Records from a collection
- Opening Delimiter -

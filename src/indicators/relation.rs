// =============================================================================
// Benchmark-relative statistics — beta, alpha, correlation
// =============================================================================
//
// All three operate on two newest-first daily return series over the same
// `window`. Covariance and variance are population statistics, consistent
// with the dispersion module.
// =============================================================================

use super::sharpe::DEFAULT_RISK_FREE_RATE;
use super::spread::stdev;
use super::TRADING_DAYS_PER_YEAR;

/// Population covariance over the newest `window` pairs.
fn covariance(a: &[f64], b: &[f64], window: usize) -> Option<f64> {
    if window == 0 || a.len() < window || b.len() < window {
        return None;
    }
    let (a, b) = (&a[..window], &b[..window]);
    let mean_a = a.iter().sum::<f64>() / window as f64;
    let mean_b = b.iter().sum::<f64>() / window as f64;
    let cov = a
        .iter()
        .zip(b)
        .map(|(x, y)| (x - mean_a) * (y - mean_b))
        .sum::<f64>()
        / window as f64;
    cov.is_finite().then_some(cov)
}

/// Beta of `asset` returns against `benchmark` returns.
///
/// Returns `None` on insufficient data or zero benchmark variance.
pub fn beta(asset: &[f64], benchmark: &[f64], window: usize) -> Option<f64> {
    let cov = covariance(asset, benchmark, window)?;
    let bench_sd = stdev(&benchmark[..window.min(benchmark.len())], window)?;
    let bench_var = bench_sd * bench_sd;
    if bench_var == 0.0 {
        return None;
    }
    let value = cov / bench_var;
    value.is_finite().then_some(value)
}

/// Annualised Jensen's alpha: realised return minus the CAPM-expected return.
pub fn alpha(asset: &[f64], benchmark: &[f64], window: usize, risk_free_rate: f64) -> Option<f64> {
    if window == 0 || asset.len() < window || benchmark.len() < window {
        return None;
    }
    let b = beta(asset, benchmark, window)?;

    let mean_asset = asset[..window].iter().sum::<f64>() / window as f64;
    let mean_bench = benchmark[..window].iter().sum::<f64>() / window as f64;

    let annual_asset = mean_asset * TRADING_DAYS_PER_YEAR;
    let annual_bench = mean_bench * TRADING_DAYS_PER_YEAR;

    let value = annual_asset - (risk_free_rate + b * (annual_bench - risk_free_rate));
    value.is_finite().then_some(value)
}

/// Alpha with the default risk-free assumption.
pub fn alpha_default_rf(asset: &[f64], benchmark: &[f64], window: usize) -> Option<f64> {
    alpha(asset, benchmark, window, DEFAULT_RISK_FREE_RATE)
}

/// Pearson correlation of the two return series over `window`.
pub fn correlation(asset: &[f64], benchmark: &[f64], window: usize) -> Option<f64> {
    let cov = covariance(asset, benchmark, window)?;
    let sd_a = stdev(&asset[..window.min(asset.len())], window)?;
    let sd_b = stdev(&benchmark[..window.min(benchmark.len())], window)?;
    if sd_a == 0.0 || sd_b == 0.0 {
        return None;
    }
    let value = cov / (sd_a * sd_b);
    value.is_finite().then_some(value)
}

- Closing Delimiter -

Print only the lines running from the one with "default risk-free assumption." to the final line of the data above, each exactly as it appears.

/// Alpha with the default risk-free assumption.
pub fn alpha_default_rf(asset: &[f64], benchmark: &[f64], window: usize) -> Option<f64> {
    alpha(asset, benchmark, window, DEFAULT_RISK_FREE_RATE)
}

/// Pearson correlation of the two return series over `window`.
pub fn correlation(asset: &[f64], benchmark: &[f64], window: usize) -> Option<f64> {
    let cov = covariance(asset, benchmark, window)?;
    let sd_a = stdev(&asset[..window.min(asset.len())], window)?;
    let sd_b = stdev(&benchmark[..window.min(benchmark.len())], window)?;
    if sd_a == 0.0 || sd_b == 0.0 {
        return None;
    }
    let value = cov / (sd_a * sd_b);
    value.is_finite().then_some(value)
}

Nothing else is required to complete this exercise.